Entretanto, conforme os especialistas, a submissão das informações este ano foi deixada para a última hora pelas companhias em geral. A Instrução 480 da CVM prevê multa para quem não entregar o relatório.

Conheça os princípios básicos

  • Transparência – Consiste no desejo de disponibilizar para as partes interessadas as informações que sejam de seu interesse e não apenas aquelas impostas por disposições de leis ou regulamentos. Não deve restringir-se ao desempenho econômico-financeiro, contemplando também os demais fatores (inclusive intangíveis) que norteiam a ação gerencial e que conduzem à preservação e à otimização do valor da organização;
  • Equidade – Caracteriza-se pelo tratamento justo e isonômico de todos os sócios e demais partes interessadas (stakeholders), levando em consideração seus direitos, deveres, necessidades, interesses e expectativas;
  • Prestação de contas (accountability) – Os agentes de governança devem prestar contas de sua atuação de modo claro, conciso, compreensível e tempestivo, assumindo integralmente as consequências de seus atos e omissões e atuando com diligência e responsabilidade no âmbito dos seus papéis;
  • Responsabilidade corporativa – Os agentes de governança devem zelar pela viabilidade econômico-financeira das organizações, reduzir as externalidades negativas de seus negócios e suas operações e aumentar as positivas, levando em consideração, no seu modelo de negócios, os diversos capitais (financeiro, manufaturado, intelectual, humano, social, ambiental, reputacional, etc.) no curto, médio e longo prazos.
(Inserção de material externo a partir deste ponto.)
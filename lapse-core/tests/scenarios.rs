//! Whole-controller scenarios driven tick by tick

use lapse_core::config::{ControllerConfig, SessionExpiryPolicy};
use lapse_core::input::{Button, ButtonLevels};
use lapse_core::params::Parameter;
use lapse_core::state::ControllerEvent;
use lapse_core::{Controller, Tick, TickReport};
use proptest::prelude::*;

struct Harness {
    controller: Controller,
    now: Tick,
    log: Vec<(Tick, ControllerEvent)>,
}

impl Harness {
    fn new(config: ControllerConfig, boot: Tick) -> Self {
        Self {
            controller: Controller::new(config, boot),
            now: boot,
            log: Vec::new(),
        }
    }

    fn tick_with(&mut self, levels: ButtonLevels) -> TickReport {
        let report = self.controller.tick(self.now, levels);
        let state = self.controller.state();

        assert_eq!(report.outputs.relay, state.cycle.is_shooting());
        assert!(!(report.outputs.relay && report.outputs.wake));
        if !state.params.is_enabled() {
            assert!(!report.outputs.relay, "relay closed while disabled at {}", self.now);
        }

        self.log
            .extend(report.events.iter().map(|&event| (self.now, event)));
        report
    }

    /// Advance past the debounce window and press one button
    fn press(&mut self, button: Button) -> TickReport {
        self.now = self.now.wrapping_add(200);
        self.tick_with(ButtonLevels::only(button))
    }

    fn select(&mut self, parameter: Parameter) {
        while self.controller.state().params.selected() != parameter {
            self.press(Button::Mode);
        }
    }

    /// Tick with no buttons held until `duration` has passed
    fn run(&mut self, duration: Tick, step: Tick) {
        let mut left = duration;
        while left > 0 {
            let dt = step.min(left);
            self.now = self.now.wrapping_add(dt);
            left -= dt;
            self.tick_with(ButtonLevels::NONE);
        }
    }

    fn times_of(&self, event: ControllerEvent) -> Vec<Tick> {
        self.log
            .iter()
            .filter(|(_, e)| *e == event)
            .map(|(t, _)| *t)
            .collect()
    }

    /// Let the boot gap pass, then switch ENABLED on
    fn enable(&mut self) {
        self.run(2_000, 10);
        self.select(Parameter::Enabled);
        self.press(Button::Up);
        assert!(self.controller.state().params.is_enabled());
    }
}

fn steady(times: &[Tick]) -> Option<Tick> {
    let gaps: Vec<Tick> = times.windows(2).map(|w| w[1].wrapping_sub(w[0])).collect();
    let first = *gaps.first()?;
    gaps.iter().all(|&g| g == first).then_some(first)
}

#[test]
fn session_disables_after_full_duration() {
    let mut h = Harness::new(ControllerConfig::extended(), 0);
    h.enable();
    let started = h
        .controller
        .state()
        .session
        .started()
        .expect("session starts with enable");

    h.run(899_999 - h.now.wrapping_sub(started), 10);
    assert_eq!(h.now, started + 899_999);
    assert!(h.controller.state().session.is_active());
    assert!(h.controller.state().params.is_enabled());

    h.run(1, 1);
    assert!(!h.controller.state().session.is_active());
    assert_eq!(h.times_of(ControllerEvent::SessionExpired), vec![started + 900_000]);

    // An in-flight shot may finish; after that the controller is off
    h.run(10_000, 1);
    let disabled_at = h.times_of(ControllerEvent::AutoDisabled);
    assert_eq!(disabled_at.len(), 1);
    assert!(disabled_at[0] >= started + 900_000);
    assert!(!h.controller.state().params.is_enabled());

    let shots_after = h
        .times_of(ControllerEvent::ShotStarted)
        .into_iter()
        .filter(|&t| t >= started + 900_000)
        .count();
    assert_eq!(shots_after, 0);
}

#[test]
fn session_abort_policy_disables_on_the_dot() {
    let mut config = ControllerConfig::extended();
    config.session_expiry = SessionExpiryPolicy::AbortShot;
    let mut h = Harness::new(config, 0);
    h.enable();
    let started = h.controller.state().session.started().unwrap();

    h.run(900_000 - h.now.wrapping_sub(started), 10);
    assert_eq!(h.times_of(ControllerEvent::AutoDisabled), vec![started + 900_000]);
    assert!(!h.controller.state().cycle.is_shooting());
}

#[test]
fn wake_period_is_constant_when_gap_shorter_than_lead() {
    // Gap 2000, wake lead 3000, wake hold 100
    let mut h = Harness::new(ControllerConfig::basic(), 0);
    h.select(Parameter::ShallWake);
    h.press(Button::Up);
    h.run(120_000, 1);

    let wakes = h.times_of(ControllerEvent::WakeStarted);
    let shots = h.times_of(ControllerEvent::ShotStarted);
    let stops = h.times_of(ControllerEvent::ShotFinished);
    assert!(shots.len() > 20);

    // Each shot lands at the end of its wake window
    for shot in &shots {
        let wake = wakes.iter().rev().find(|&&w| w <= *shot).unwrap();
        assert_eq!(shot - wake, 3000);
    }
    // Wake opens one pulse length after the previous shot stops so the
    // shared relay line is seen to release
    for stop in &stops {
        assert!(wakes.contains(&(stop + 100)));
    }
    assert_eq!(steady(&shots), Some(2300 + 100 + 3000));
}

#[test]
fn wake_on_separate_line_opens_at_stop() {
    let mut config = ControllerConfig::basic();
    config.hardware.wake_on_relay = false;
    let mut h = Harness::new(config, 0);
    h.select(Parameter::ShallWake);
    h.press(Button::Up);
    h.run(60_000, 1);

    let wakes = h.times_of(ControllerEvent::WakeStarted);
    let stops = h.times_of(ControllerEvent::ShotFinished);
    assert!(stops.len() > 5);
    for stop in &stops {
        assert!(wakes.contains(stop));
    }
    assert_eq!(steady(&h.times_of(ControllerEvent::ShotStarted)), Some(2300 + 3000));
}

#[test]
fn wake_period_is_exact_when_gap_covers_lead() {
    let mut config = ControllerConfig::basic();
    config.timing.time_between_shots_ms = 12_000;
    let mut h = Harness::new(config, 0);
    h.select(Parameter::ShallWake);
    h.press(Button::Up);
    h.run(200_000, 1);

    let shots = h.times_of(ControllerEvent::ShotStarted);
    let stops = h.times_of(ControllerEvent::ShotFinished);
    assert!(shots.len() > 10);
    assert_eq!(steady(&shots), Some(2300 + 12_000));

    for (stop, next) in stops.iter().zip(shots.iter().skip(1)) {
        assert_eq!(next - stop, 12_000);
    }
}

#[test]
fn wake_pulse_is_short() {
    let mut h = Harness::new(ControllerConfig::basic(), 0);
    h.select(Parameter::ShallWake);
    h.press(Button::Up);

    let wake_at = h.now;
    assert!(h.controller.state().cycle.is_waking());
    h.run(99, 1);
    assert!(h.tick_with(ButtonLevels::NONE).outputs.wake);
    h.run(1, 1);
    assert!(!h.tick_with(ButtonLevels::NONE).outputs.wake);
    assert_eq!(h.now, wake_at + 100);
}

#[test]
fn holding_up_and_down_on_shall_wake_is_idempotent() {
    let mut h = Harness::new(ControllerConfig::basic(), 0);
    h.select(Parameter::ShallWake);
    h.log.clear();

    for _ in 0..400 {
        h.now += 5;
        h.tick_with(ButtonLevels::only(Button::Up));
    }
    assert!(h.controller.state().params.shall_wake());
    let set = ControllerEvent::FlagChanged {
        parameter: Parameter::ShallWake,
        value: true,
    };
    assert_eq!(h.times_of(set).len(), 1);

    for _ in 0..400 {
        h.now += 5;
        h.tick_with(ButtonLevels::only(Button::Down));
    }
    assert!(!h.controller.state().params.shall_wake());
    let clear = ControllerEvent::FlagChanged {
        parameter: Parameter::ShallWake,
        value: false,
    };
    assert_eq!(h.times_of(clear).len(), 1);
}

#[test]
fn holding_down_stops_at_floor() {
    let mut h = Harness::new(ControllerConfig::basic(), 0);
    h.select(Parameter::OffTime);
    h.press(Button::Up);
    h.press(Button::Up);
    assert_eq!(h.controller.state().params.time_between_shots(), 12_000);

    for _ in 0..1000 {
        h.now += 5;
        h.tick_with(ButtonLevels::only(Button::Down));
    }
    assert_eq!(h.controller.state().params.time_between_shots(), 500);
}

#[test]
fn shots_continue_across_clock_wrap() {
    let boot = u32::MAX - 999;
    let mut h = Harness::new(ControllerConfig::basic(), boot);
    h.run(20_000, 1);

    let shots = h.times_of(ControllerEvent::ShotStarted);
    assert_eq!(shots[0], boot.wrapping_add(2000));
    assert!(shots[0] < boot, "first shot lands after the wrap");
    assert_eq!(steady(&shots), Some(2300 + 2000));
}

#[test]
fn session_expires_across_clock_wrap() {
    let mut config = ControllerConfig::extended();
    config.timing.session_duration_ms = 60_000;
    let boot = u32::MAX - 30_000;
    let mut h = Harness::new(config, boot);
    h.enable();
    let started = h.controller.state().session.started().unwrap();

    h.run(59_999 - h.now.wrapping_sub(started), 1);
    assert!(h.controller.state().session.is_active());
    h.run(1, 1);
    assert_eq!(
        h.times_of(ControllerEvent::SessionExpired),
        vec![started.wrapping_add(60_000)]
    );
}

#[test]
fn disabling_mid_shot_releases_relay_same_tick() {
    let mut h = Harness::new(ControllerConfig::extended(), 0);
    h.enable();
    assert!(h.controller.state().cycle.is_shooting());

    let report = h.press(Button::Down);
    assert!(!report.outputs.relay);
    assert!(report.events.contains(&ControllerEvent::ShotAborted));
    assert!(report.events.contains(&ControllerEvent::SessionCancelled));
    assert_eq!(h.controller.state().cycle.last_shot_stop_time(), h.now);

    // Re-enabling waits a full gap from the aborted shot
    let stopped = h.now;
    h.press(Button::Up);
    h.run(3_000, 1);
    let restarted = h.times_of(ControllerEvent::SessionStarted);
    assert_eq!(restarted.last().copied(), Some(stopped + 2000));
}

#[test]
fn session_page_counts_down() {
    let mut h = Harness::new(ControllerConfig::extended(), 0);
    h.enable();
    h.select(Parameter::SessionRunning);
    let started = h.controller.state().session.started().unwrap();

    h.run(61_000 - h.now.wrapping_sub(started), 10);
    let report = h.tick_with(ButtonLevels::NONE);
    assert_eq!(report.screen.row(1).unwrap().trim_end(), "RUN 13:59");
}

#[test]
fn session_page_shows_ending_while_last_shot_finishes() {
    let mut config = ControllerConfig::extended();
    config.timing.session_duration_ms = 60_000;
    config.timing.shutter_hold_ms = 70_000;
    let mut h = Harness::new(config, 0);
    h.enable();
    h.select(Parameter::SessionRunning);
    let started = h.controller.state().session.started().unwrap();
    assert!(h.controller.state().cycle.is_shooting());

    h.run(60_000 - h.now.wrapping_sub(started), 10);
    let report = h.tick_with(ButtonLevels::NONE);
    assert!(report.outputs.relay);
    assert_eq!(report.screen.row(1).unwrap().trim_end(), "ENDING");

    h.run(10_000, 10);
    let report = h.tick_with(ButtonLevels::NONE);
    assert!(!report.outputs.relay);
    assert_eq!(report.screen.row(1).unwrap().trim_end(), "STOPPED");
}

fn arb_levels() -> impl Strategy<Value = ButtonLevels> {
    (any::<bool>(), any::<bool>(), any::<bool>()).prop_map(|(up, down, mode)| ButtonLevels {
        up,
        down,
        mode,
    })
}

proptest! {
    #![proptest_config(ProptestConfig::with_cases(64))]

    #[test]
    fn relay_tracks_shutter_phase(
        boot in any::<u32>(),
        extended in any::<bool>(),
        steps in prop::collection::vec((1u32..400, arb_levels()), 1..400),
    ) {
        let config = if extended { ControllerConfig::extended() } else { ControllerConfig::basic() };
        let mut h = Harness::new(config, boot);
        for (dt, levels) in steps {
            h.now = h.now.wrapping_add(dt);
            // Harness asserts the relay invariants on every tick
            h.tick_with(levels);
            let params = &h.controller.state().params;
            prop_assert!(params.selected_index() < params.mode_count());
            prop_assert!(params.shutter_hold() >= 500);
            prop_assert!(params.time_between_shots() >= 500);
            prop_assert!(params.session_duration() >= 60_000);
        }
    }
}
Ética precisa fazer parte dos processos corporativos

“A ética não pode ser entendida como a antítese da corrupção. Não devemos tomar a corrupção como referência para discuti-la por razões muito simples: corrupção é assunto para justiça e não para ética”, afirmou um dos maiores especialistas em governança corporativa, fundador e instrutor do IBGC, Lélio Lauretti. Confiante de que a corrupção está em processo de extinção com seus alicerces ruindo ele mantém o otimismo em relação à melhora no ambiente de negócios brasileiro.
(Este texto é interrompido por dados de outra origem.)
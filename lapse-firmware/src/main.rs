//! Lapse - Time-lapse Intervalometer Firmware
//!
//! Main firmware binary for RP2040 boards. Fires a camera shutter relay on
//! a fixed interval, with a three-button / 16x2 LCD menu for adjusting the
//! timings in the field.
//!
//! Board wiring:
//!
//! | Signal    | GPIO |
//! |-----------|------|
//! | MODE      | 8    |
//! | Relay     | 9    |
//! | UP        | 10   |
//! | DOWN      | 11   |
//! | I2C0 SDA  | 4    |
//! | I2C0 SCL  | 5    |

#![no_std]
#![no_main]

use defmt::*;
use embassy_executor::Spawner;
use embassy_rp::gpio::{Input, Level, Output, Pull};
use embassy_rp::i2c::I2c;
use embassy_time::Delay;
use {defmt_rtt as _, panic_probe as _};

use lapse_core::traits::DisplayError;
use lapse_drivers::{GpioButtons, GpioRelay, Hd44780};
use lapse_hal::{I2cConfig, Polarity};
use lapse_hal_rp2040::i2c::rp_config;
use lapse_hal_rp2040::{BlockingI2c, RpInput, RpOutput};

mod config;
mod tasks;

/// Main entry point
#[embassy_executor::main]
async fn main(spawner: Spawner) {
    info!("Lapse firmware starting...");

    // Initialize RP2040 peripherals
    let p = embassy_rp::init(Default::default());
    info!("Peripherals initialized");

    let config = config::load();
    let hw = config.hardware;

    // Shutter relay, released before anything else runs
    let relay_polarity = Polarity::from_active_high(hw.relay_active_high);
    let released = if relay_polarity.level_for(false) {
        Level::High
    } else {
        Level::Low
    };
    let relay = GpioRelay::new(
        RpOutput::new(Output::new(p.PIN_9, released)),
        relay_polarity,
        hw.wake_on_relay,
    );

    // Buttons pull towards their idle level
    let pull = if hw.buttons_active_high {
        Pull::Down
    } else {
        Pull::Up
    };
    let buttons = GpioButtons::new(
        RpInput::new(Input::new(p.PIN_10, pull)),
        RpInput::new(Input::new(p.PIN_11, pull)),
        RpInput::new(Input::new(p.PIN_8, pull)),
        Polarity::from_active_high(hw.buttons_active_high),
    );
    info!("GPIO initialized");

    // LCD backpack on I2C0
    let i2c = I2c::new_blocking(p.I2C0, p.PIN_5, p.PIN_4, rp_config(I2cConfig::STANDARD));
    let mut lcd = Hd44780::new(BlockingI2c::new(i2c), hw.lcd_address, hw.lcd_columns);
    match lcd.init(&mut Delay) {
        Ok(()) => info!("LCD ready at {:#x}", hw.lcd_address),
        Err(e) => warn!(
            "LCD init failed: {}, running without display",
            DisplayError::from(e)
        ),
    }

    spawner
        .spawn(tasks::controller_task(config, relay, buttons, lcd))
        .unwrap();

    info!("All tasks spawned, firmware running");
}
Lauretti destaca que não existe o sigilo absoluto, a cumplicidade entre os infratores é relativa e uso de papel moeda está diminuindo. A impunidade também é menor. “A ética está crescendo, muito favorecida pelo maravilhoso sistema de comunicação”, disse Lauretti.

“A governança corporativa é a continuidade do trabalho da gestão empresarial acrescido de princípios éticos”, afirmou Lauretti. Para ele, a ética se materializa nos princípios da governança e a transparência favorece o combate à corrupção.

Sobre as recentes mudanças tecnológicas e a substituição das relações humanas, Lauretti é categórico ao afirmar que não se trata de posturas adequadas. Segundo o especialista, não se pode confundir vidas humanas com estatística.

A maximização de receitas com a substituição do trabalho das empresas por máquinas gerando o desemprego das pessoas não é algo correto, segundo Lauretti. “As empresas existem porque recebem apoio de diversas formas e devem retribuir isso. Você tem que considerar outros capitais que não apenas o financeiro, dentre eles, o capital humano”, frisou.